Thursday, June 25th 2020, 10:39 pm
By: Barry Mangold


Former servers of an Oklahoma City restaurant said their managers did not warn staff members of a COVID-19 exposure before the virus spread among coworkers.

News 9 is not releasing the name of the restaurant because they did not violate any health code or regulation, according to the Oklahoma City-County Health Department.

Kyli Hammond said she told the restaurant’s general manager that she was possibly exposed to COVID-19 by a friend on June 11. She said her boss told her to work, and to wear a mask to be cautious.

“She really convinced me to, and I took her word for it,” Hammond said.

While waiting for a test result, Hammond worked and did not wear a mask for the whole shift, she said. A few days after the shift, Hammond’s test revealed she had the virus.

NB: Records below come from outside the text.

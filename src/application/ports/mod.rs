//! Traits the use cases are written against; `infrastructure` implements them

pub mod account_api;
pub mod capture;
pub mod config;
pub mod diary_api;
pub mod notifier;
pub mod playback;
pub mod storage;
pub mod todo;

pub use account_api::AccountApi;
pub use capture::{AudioCapture, CaptureError, CaptureHandle};
pub use config::ConfigStore;
pub use diary_api::{DiaryApi, DiaryApiError};
pub use notifier::{NotificationError, NoticeKind, Notifier};
pub use playback::{AudioPlayback, CompletionCallback, PlaybackError, PlaybackHandle};
pub use storage::{FileStorage, StorageError};
pub use todo::TodoStore;
//! CLI argument definitions using Clap

use std::path::PathBuf;

use clap::{Parser, Subcommand};

use crate::domain::account::Gender;
use crate::domain::config::ConfigKey;
use crate::domain::diary::{DiaryDate, Emotion};
use crate::domain::recording::Duration;

/// Memento - voice diary recorder and client
#[derive(Parser, Debug)]
#[command(name = "memento")]
#[command(version)]
#[command(about = "Record voice diaries and manage them on a Memento backend")]
#[command(long_about = None)]
pub struct Cli {
    /// Diary backend base URL
    #[arg(long, global = true, value_name = "URL")]
    pub server_url: Option<String>,

    /// Show desktop notifications
    #[arg(short = 'n', long, global = true)]
    pub notify: bool,

    /// Enable debug logging
    #[arg(short = 'v', long, global = true)]
    pub verbose: bool,

    #[command(subcommand)]
    pub command: Commands,
}

/// Subcommands
#[derive(Subcommand, Debug)]
pub enum Commands {
    /// Record a voice diary interactively
    Record(RecordArgs),

    /// Play a recording until it finishes
    Play {
        /// Audio file to play
        file: PathBuf,
    },

    /// Read and write diary entries
    Diary {
        #[command(subcommand)]
        action: DiaryAction,
    },

    /// Set the emotion of a day
    Emotion {
        /// Day to update (yyyy-MM-dd)
        date: DiaryDate,
        /// One of: joy, sadness, anger, tired, neutral
        emotion: Emotion,
    },

    /// Show emotion statistics
    Stats {
        #[command(subcommand)]
        action: StatsAction,
    },

    /// Log in and store the access token in the config file
    Login {
        #[arg(short, long)]
        email: String,
        #[arg(short, long, env = "MEMENTO_PASSWORD", hide_env_values = true)]
        password: String,
    },

    /// Create a backend account
    Signup {
        #[arg(short, long)]
        email: String,
        #[arg(short, long, env = "MEMENTO_PASSWORD", hide_env_values = true)]
        password: String,
        #[arg(long)]
        nickname: String,
        /// male or female
        #[arg(long)]
        gender: Gender,
        /// Age in years; only its decade is sent
        #[arg(long)]
        age: u32,
    },

    /// Show the logged-in user
    Whoami,

    /// Change the account password
    Password {
        #[arg(long, value_name = "PASSWORD")]
        current: String,
        #[arg(long, value_name = "PASSWORD")]
        new: String,
    },

    /// Keep a to-do list per day
    Todo {
        #[command(subcommand)]
        action: TodoAction,
    },

    /// Manage configuration
    Config {
        #[command(subcommand)]
        action: ConfigAction,
    },
}

/// Options for an interactive recording session
#[derive(clap::Args, Debug, Clone)]
pub struct RecordArgs {
    /// Diary date the recording belongs to (default: today)
    #[arg(short, long, value_name = "DATE")]
    pub date: Option<DiaryDate>,

    /// Backend id of the diary entry, used to name the stored file
    #[arg(long, value_name = "ID")]
    pub diary_id: Option<i64>,

    /// Stop automatically after this long (e.g., 90s, 5m, 4m30s)
    #[arg(short = 'm', long, value_name = "TIME")]
    pub max_duration: Option<Duration>,

    /// Save the recording as a diary draft afterwards
    #[arg(long, conflicts_with = "finalize")]
    pub save: bool,

    /// Finalize the diary with the recording afterwards
    #[arg(long)]
    pub finalize: bool,

    /// Text content sent along with the recording
    #[arg(short, long, value_name = "TEXT", default_value = "")]
    pub content: String,
}

/// Diary subcommands
#[derive(Subcommand, Debug)]
pub enum DiaryAction {
    /// Show the entry of a date
    Show {
        /// Entry date (default: today)
        date: Option<DiaryDate>,
    },
    /// List all entries
    List,
    /// Save a draft entry
    Save {
        date: DiaryDate,
        /// Entry text
        #[arg(short, long, default_value = "")]
        content: String,
        /// Recording to attach
        #[arg(short, long, value_name = "FILE")]
        audio: Option<PathBuf>,
    },
    /// Finalize an entry; the backend assigns emotion and comment
    Finalize {
        date: DiaryDate,
        #[arg(short, long, default_value = "")]
        content: String,
        #[arg(short, long, value_name = "FILE")]
        audio: Option<PathBuf>,
    },
    /// Download the audio of an entry into the cache
    Audio {
        date: DiaryDate,
        /// Play it after downloading
        #[arg(long)]
        play: bool,
    },
}

/// Statistics subcommands
#[derive(Subcommand, Debug, Clone, Copy)]
pub enum StatsAction {
    /// Emotion counts and calendar for a year
    Year { year: i32 },
    /// Emotion counts and days of one month
    Month { year: i32, month: u32 },
}

/// To-do subcommands; the list lives in a local file
#[derive(Subcommand, Debug)]
pub enum TodoAction {
    /// Add an item
    Add {
        text: String,
        /// Day the item belongs to (default: today)
        #[arg(short, long, value_name = "DATE")]
        date: Option<DiaryDate>,
    },
    /// Show the items of a day with the completion rate
    List {
        #[arg(short, long, value_name = "DATE")]
        date: Option<DiaryDate>,
    },
    /// Mark an item done, or not done again
    Done { id: u32 },
    /// Replace an item's text
    Edit { id: u32, text: String },
    /// Delete an item
    Rm { id: u32 },
}

/// Config action subcommands
#[derive(Subcommand, Debug)]
pub enum ConfigAction {
    /// Create a default config file
    Init,
    /// Validate and store one value
    Set {
        /// server_url, access_token, cache_dir, max_duration or notify
        key: ConfigKey,
        value: String,
    },
    /// Print one stored value
    Get { key: ConfigKey },
    /// Print every key, token masked
    List,
    /// Print where the config file lives
    Path,
}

“I’m so sorry, man. I was reckless. I was for sure reckless. And I own up to that 100% and I’m so sorry,” Hammond said.

Jessica Pendley, also a server at the time, worked that same shift. A few days later Pendley said she felt sick and eventually tested positive for COVID-19.

Pendley and Hammond said that managers and staff did not alert the staff to Hammond’s exposure or the positive test result.

“Nothing was ever sent out to let everyone know that we had a positive case,” Pendley said. “There was definitely a miscommunication or lack of communication between management and staff.”

The OCCHD inspected the restaurant and found no violation. The department only passed along recommendations, which included that all staff members wear masks.

A citation can be issued against a restaurant that forces an employee to work while they are sick. That regulation does not apply when the employee is waiting for test results and is displaying no symptoms.

Pendley and Hammond said there is a chance customers were also exposed.

“I feel like a lot of people were exposed, and I, I feel terrible,” Hammond said.

The OCCHD recommends any business work with an employee after a possible exposure to limit contact with other people. If possible, they should work from home, a department spokesperson said.